By reducing the workload around data science, the platform has freed Harris Farm to focus on bottom-line considerations. “We’re not really thinking about the technical parts as much anymore. We’re spending that time understanding and interpreting our own business needs,” Cribb said.
With DataRobot’s outputs laid into the grocery chain’s own internal dashboard, Harris Farm has been able to generate more accurate and timely predictions. Even before an emerging trend has become evident to experienced buyers, the data will surface the change and drive action.
“We can see the deltas, work out which way it’s going, look at the drift,” Cribb said. “If there is something that’s starting to turn within our business, we have a data-driven prediction, we can see that graphically in real-time.”

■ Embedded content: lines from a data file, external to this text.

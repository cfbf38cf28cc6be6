//! Append-only audit trail of plugin security decisions.
//!
//! The auditor is independent of any verifier so history survives policy
//! changes. Events are mirrored to `tracing` under `strata::accel::security`
//! and can be exported as JSON for SIEM ingestion.
//!
//! The log is unbounded unless a retention limit is set, in which case the
//! oldest events are evicted first. Long-running hosts that rescan plugin
//! directories should set one and export before it is reached.

use std::collections::VecDeque;
use std::path::Path;
use std::sync::atomic::{AtomicU64, AtomicUsize, Ordering};
use std::sync::Arc;

use once_cell::sync::Lazy;
use parking_lot::RwLock;
use serde::{Deserialize, Serialize};
use strata_accel_core::{AccelError, AccelResult};

/// Kind of a security event.
#[derive(Debug, Clone, Copy, PartialEq, Eq, Hash, Serialize, Deserialize)]
#[serde(rename_all = "SCREAMING_SNAKE_CASE")]
pub enum SecurityEventKind {
    /// Plugin passed verification (or was loaded)
    PluginLoaded,
    /// Plugin could not be read, loaded or instantiated
    PluginLoadFailed,
    /// Plugin was unloaded from the process
    PluginUnloaded,
    /// Signature checked successfully
    SignatureVerified,
    /// Signature missing, malformed or invalid
    SignatureVerificationFailed,
    /// File hash differs from the hash declared in metadata
    HashMismatch,
    /// File hash is blacklisted
    Blacklisted,
    /// Signing certificate is on the revocation list
    CertificateRevoked,
    /// Signature is older than the policy's validity window
    CertificateExpired,
    /// Trust level below the policy minimum
    PolicyViolation,
}

impl SecurityEventKind {
    /// Wire name, as written by [`PluginSecurityAuditor::export_events`]
    pub fn as_str(&self) -> &'static str {
        match self {
            SecurityEventKind::PluginLoaded => "PLUGIN_LOADED",
            SecurityEventKind::PluginLoadFailed => "PLUGIN_LOAD_FAILED",
            SecurityEventKind::PluginUnloaded => "PLUGIN_UNLOADED",
            SecurityEventKind::SignatureVerified => "SIGNATURE_VERIFIED",
            SecurityEventKind::SignatureVerificationFailed => "SIGNATURE_VERIFICATION_FAILED",
            SecurityEventKind::HashMismatch => "HASH_MISMATCH",
            SecurityEventKind::Blacklisted => "BLACKLISTED",
            SecurityEventKind::CertificateRevoked => "CERTIFICATE_REVOKED",
            SecurityEventKind::CertificateExpired => "CERTIFICATE_EXPIRED",
            SecurityEventKind::PolicyViolation => "POLICY_VIOLATION",
        }
    }
}

impl std::fmt::Display for SecurityEventKind {
    fn fmt(&self, f: &mut std::fmt::Formatter<'_>) -> std::fmt::Result {
        f.write_str(self.as_str())
    }
}

/// Severity of a security event, ordered from least to most severe.
#[derive(Debug, Clone, Copy, PartialEq, Eq, PartialOrd, Ord, Hash, Serialize, Deserialize)]
#[serde(rename_all = "UPPERCASE")]
pub enum Severity {
    /// Informational
    Info,
    /// Suspicious but not blocking on its own
    Warning,
    /// Verification or load failure
    Error,
    /// Tampering indicator or explicit block
    Critical,
}

/// One audit record.
#[derive(Debug, Clone, PartialEq, Serialize, Deserialize)]
#[serde(rename_all = "camelCase")]
pub struct PluginSecurityEvent {
    /// Event kind
    #[serde(rename = "type")]
    pub kind: SecurityEventKind,
    /// Plugin file path as given to the verifier or loader
    pub plugin_path: String,
    /// Hex SHA-256 of the file, empty when not computed
    pub plugin_hash: String,
    /// Human-readable description
    pub message: String,
    /// Seconds since the Unix epoch
    pub timestamp: i64,
    /// Severity
    pub severity: Severity,
}

impl PluginSecurityEvent {
    /// Event stamped with the current time.
    pub fn new(
        kind: SecurityEventKind,
        plugin_path: impl Into<String>,
        plugin_hash: impl Into<String>,
        message: impl Into<String>,
        severity: Severity,
    ) -> Self {
        Self {
            kind,
            plugin_path: plugin_path.into(),
            plugin_hash: plugin_hash.into(),
            message: message.into(),
            timestamp: chrono::Utc::now().timestamp(),
            severity,
        }
    }
}

#[derive(Serialize)]
struct Export<'a> {
    events: &'a VecDeque<PluginSecurityEvent>,
}

static GLOBAL: Lazy<Arc<PluginSecurityAuditor>> =
    Lazy::new(|| Arc::new(PluginSecurityAuditor::new()));

/// In-memory, append-only event log.
#[derive(Debug, Default)]
pub struct PluginSecurityAuditor {
    events: RwLock<VecDeque<PluginSecurityEvent>>,
    // 0 = unbounded
    max_events: AtomicUsize,
    evicted: AtomicU64,
}

impl PluginSecurityAuditor {
    /// Empty, unbounded auditor.
    pub fn new() -> Self {
        Self::default()
    }

    /// Empty auditor retaining at most `max_events` events (0 = unbounded).
    pub fn with_max_events(max_events: usize) -> Self {
        let auditor = Self::new();
        auditor.set_max_events(max_events);
        auditor
    }

    /// Change the retention limit, evicting the oldest events right away if
    /// the log is already longer. 0 makes the log unbounded.
    pub fn set_max_events(&self, max_events: usize) {
        self.max_events.store(max_events, Ordering::Relaxed);
        let mut events = self.events.write();
        self.evict(&mut events, max_events);
    }

    /// Current retention limit, 0 when unbounded
    pub fn max_events(&self) -> usize {
        self.max_events.load(Ordering::Relaxed)
    }

    /// Events dropped so far to stay within the retention limit
    pub fn evicted(&self) -> u64 {
        self.evicted.load(Ordering::Relaxed)
    }

    fn evict(&self, events: &mut VecDeque<PluginSecurityEvent>, max_events: usize) {
        if max_events == 0 || events.len() <= max_events {
            return;
        }
        let excess = events.len() - max_events;
        events.drain(..excess);
        self.evicted.fetch_add(excess as u64, Ordering::Relaxed);
        tracing::debug!(
            target: "strata::accel::security",
            evicted = excess,
            retained = max_events,
            "Evicted oldest security events"
        );
    }

    /// Process-wide auditor, for call sites without an injected one.
    pub fn global() -> Arc<PluginSecurityAuditor> {
        Arc::clone(&GLOBAL)
    }

    /// Append `event` and mirror it to the process log.
    pub fn log_event(&self, event: PluginSecurityEvent) {
        match event.severity {
            Severity::Info => tracing::info!(
                target: "strata::accel::security",
                kind = %event.kind,
                path = %event.plugin_path,
                hash = %event.plugin_hash,
                "{}",
                event.message
            ),
            Severity::Warning => tracing::warn!(
                target: "strata::accel::security",
                kind = %event.kind,
                path = %event.plugin_path,
                hash = %event.plugin_hash,
                "{}",
                event.message
            ),
            Severity::Error | Severity::Critical => tracing::error!(
                target: "strata::accel::security",
                kind = %event.kind,
                severity = ?event.severity,
                path = %event.plugin_path,
                hash = %event.plugin_hash,
                "{}",
                event.message
            ),
        }
        let mut events = self.events.write();
        events.push_back(event);
        self.evict(&mut events, self.max_events());
    }

    /// Snapshot of every event, oldest first.
    pub fn events(&self) -> Vec<PluginSecurityEvent> {
        self.events.read().iter().cloned().collect()
    }

    /// Events recorded for `plugin_path`.
    pub fn events_for_plugin(&self, plugin_path: &str) -> Vec<PluginSecurityEvent> {
        self.filtered(|e| e.plugin_path == plugin_path)
    }

    /// Events of one kind.
    pub fn events_of_kind(&self, kind: SecurityEventKind) -> Vec<PluginSecurityEvent> {
        self.filtered(|e| e.kind == kind)
    }

    /// Events at `severity` or above.
    pub fn events_at_least(&self, severity: Severity) -> Vec<PluginSecurityEvent> {
        self.filtered(|e| e.severity >= severity)
    }

    /// Most recent event for `plugin_path`.
    pub fn last_event_for(&self, plugin_path: &str) -> Option<PluginSecurityEvent> {
        self.events
            .read()
            .iter()
            .rev()
            .find(|e| e.plugin_path == plugin_path)
            .cloned()
    }

    /// Number of recorded events
    pub fn len(&self) -> usize {
        self.events.read().len()
    }

    /// True when nothing has been recorded
    pub fn is_empty(&self) -> bool {
        self.events.read().is_empty()
    }

    /// Write the log as `{"events": [..]}` to `path`.
    pub fn export_events(&self, path: &Path) -> AccelResult<()> {
        let events = self.events.read();
        let json = serde_json::to_string_pretty(&Export { events: &events })
            .map_err(|e| AccelError::Serialization(e.to_string()))?;
        std::fs::write(path, json)?;
        tracing::info!(
            target: "strata::accel::security",
            path = %path.display(),
            count = events.len(),
            "Exported security events"
        );
        Ok(())
    }

    /// Drop all events.
    pub fn clear(&self) {
        self.events.write().clear();
    }

    fn filtered(&self, keep: impl Fn(&PluginSecurityEvent) -> bool) -> Vec<PluginSecurityEvent> {
        self.events.read().iter().filter(|e| keep(e)).cloned().collect()
    }
}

While Harris Farm initially wanted deeper data-driven insights around produce, Cribb noted that the same methodologies could be leveraged to better understand customer behaviors. 假设200辆汽车突然出现在一个给定的商店. DataRobot’s predictive capability could help drive ground-level response to that sudden and unexpected business need.
“The speed of that response is really the most important thing,” Cribb said. “It matters to our customers, and to us as a business. That’s why we want to adopt a mindset that really focuses on data in every role in the company.”
To that end, various team members across the business have stepped up to help improve the outputs. They’re feeding in a wider breadth of data around the customer experience and the quality of produce. As the data mindset takes hold across the enterprise, the models steadily improve.
As much as he appreciates the demand forecasting capability DataRobot has brought to the table, Cribb is even more pleased to know that he has a partner that can support his needs over the long haul. “It’s not just the platform, it’s the people,” he said. “They’re always there to engage, to answer questions, and provide ideas. We can just keep hitting them with data, and they always have a super-slick new algorithm that works within our dataset.”